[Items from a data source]

--- --- ---

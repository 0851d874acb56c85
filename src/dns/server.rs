//! DNS server address parsing.

use crate::base::neterror::NetError;
use std::net::{IpAddr, SocketAddr};

/// Port used when a DNS server is given as a bare IP address.
pub const DNS_PORT: u16 = 53;

/// Turns a DNS server address into a socket address.
///
/// Accepts `ip:port`, `[v6]:port`, a bare IP (port 53) or `host:port`. A
/// hostname is looked up through the system resolver and its first address
/// is used.
pub(crate) async fn server_addr(server: &str) -> Result<SocketAddr, NetError> {
    if let Some(addr) = parse_server_literal(server) {
        return Ok(addr);
    }

    let (host, port) = server
        .rsplit_once(':')
        .ok_or_else(|| NetError::InvalidDnsServer(server.to_string()))?;
    if host.is_empty() || port.parse::<u16>().is_err() {
        return Err(NetError::InvalidDnsServer(server.to_string()));
    }

    tokio::net::lookup_host(server)
        .await
        .map_err(|_| NetError::InvalidDnsServer(server.to_string()))?
        .next()
        .ok_or_else(|| NetError::InvalidDnsServer(server.to_string()))
}

fn parse_server_literal(server: &str) -> Option<SocketAddr> {
    if let Ok(addr) = server.parse::<SocketAddr>() {
        return Some(addr);
    }
    super::parse_ip_literal(server).map(|ip: IpAddr| SocketAddr::new(ip, DNS_PORT))
}

#[cfg(test)]
mod tests {
    use super::*;
    use std::net::{Ipv4Addr, Ipv6Addr};

    #[tokio::test]
    async fn test_server_addr_with_port() {
        let addr = server_addr("127.0.0.1:5353").await.unwrap();
        assert_eq!(addr, SocketAddr::new(IpAddr::V4(Ipv4Addr::LOCALHOST), 5353));
    }

    #[tokio::test]
    async fn test_server_addr_bare_ip_uses_port_53() {
        let addr = server_addr("8.8.8.8").await.unwrap();
        assert_eq!(addr.port(), DNS_PORT);

        let addr = server_addr("[::1]").await.unwrap();
        assert_eq!(addr, SocketAddr::new(IpAddr::V6(Ipv6Addr::LOCALHOST), 53));
    }

    #[tokio::test]
    async fn test_server_addr_hostname() {
        let addr = server_addr("localhost:5300").await.unwrap();
        assert_eq!(addr.port(), 5300);
        assert!(addr.ip().is_loopback());
    }

    #[tokio::test]
    async fn test_server_addr_invalid() {
        for bad in ["", "not a server", "dns.example", "127.0.0.1:99999", ":53"] {
            let err = server_addr(bad).await.unwrap_err();
            assert!(matches!(err, NetError::InvalidDnsServer(_)), "{bad}: {err:?}");
        }
    }
}
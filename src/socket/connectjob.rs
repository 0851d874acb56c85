use crate::base::neterror::NetError;
use crate::socket::client::SocketType;
use crate::socket::dialer::Dial;
#[cfg(feature = "tls")]
use boring::ssl::{SslConnector, SslMethod};
use url::Url;

/// Where a request needs a connection to: scheme, host and port taken from
/// its URL.
#[derive(Debug, Clone, PartialEq, Eq)]
pub struct Target {
    pub secure: bool,
    pub host: String,
    pub port: u16,
}

impl Target {
    /// Extracts the connection target from an absolute `http`/`https` URL.
    pub fn from_url(url: &Url) -> Result<Self, NetError> {
        let secure = match url.scheme() {
            "http" => false,
            "https" => true,
            other => return Err(NetError::UnsupportedScheme(other.to_string())),
        };
        let host = url
            .host_str()
            .ok_or_else(|| NetError::InvalidUrl(format!("{url}: missing host")))?;
        let port = url
            .port_or_known_default()
            .ok_or_else(|| NetError::InvalidUrl(format!("{url}: missing port")))?;

        Ok(Self {
            secure,
            host: host.to_string(),
            port,
        })
    }

    /// `host[:port]` as sent in the `Host` header; the port is omitted when it
    /// is the scheme default.
    pub fn authority(&self) -> String {
        let default_port = if self.secure { 443 } else { 80 };
        if self.port == default_port {
            self.host.clone()
        } else {
            format!("{}:{}", self.host, self.port)
        }
    }
}

/// Manages the connection process: dial -> TLS.
pub struct ConnectJob;

impl ConnectJob {
    pub async fn connect(dialer: &dyn Dial, target: &Target) -> Result<SocketType, NetError> {
        #[cfg(not(feature = "tls"))]
        if target.secure {
            return Err(NetError::UnsupportedScheme(
                "https (built without the `tls` feature)".into(),
            ));
        }

        let stream = dialer.dial(&target.host, target.port).await?;

        #[cfg(feature = "tls")]
        if target.secure {
            return Self::handshake(stream, &target.host).await;
        }

        Ok(SocketType::Tcp(stream))
    }

    #[cfg(feature = "tls")]
    async fn handshake(stream: tokio::net::TcpStream, host: &str) -> Result<SocketType, NetError> {
        let mut builder = SslConnector::builder(SslMethod::tls())
            .map_err(|e| NetError::SslProtocolError(e.to_string()))?;

        // Exchanges are HTTP/1.1 only.
        builder
            .set_alpn_protos(b"\x08http/1.1")
            .map_err(|e| NetError::SslProtocolError(e.to_string()))?;

        let config = builder
            .build()
            .configure()
            .map_err(|e| NetError::SslProtocolError(e.to_string()))?;

        let tls_stream = tokio_boring::connect(config, host, stream).await.map_err(|e| {
            tracing::debug!(host = %host, error = ?e, "TLS handshake failed");
            NetError::SslProtocolError(format!("{e:?}"))
        })?;

        Ok(SocketType::Ssl(tls_stream))
    }
}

--- --- ---

Please write out exactly the lines from the start of the data through the line that contains "bare IP (port", both ends included, and nothing else.

* _FINAL ANSWER_:
repository 0851d874acb56c85
filename src/dns/server.rs
//! DNS server address parsing.

use crate::base::neterror::NetError;
use std::net::{IpAddr, SocketAddr};

/// Port used when a DNS server is given as a bare IP address.
pub const DNS_PORT: u16 = 53;

/// Turns a DNS server address into a socket address.
///
/// Accepts `ip:port`, `[v6]:port`, a bare IP (port 53) or `host:port`. A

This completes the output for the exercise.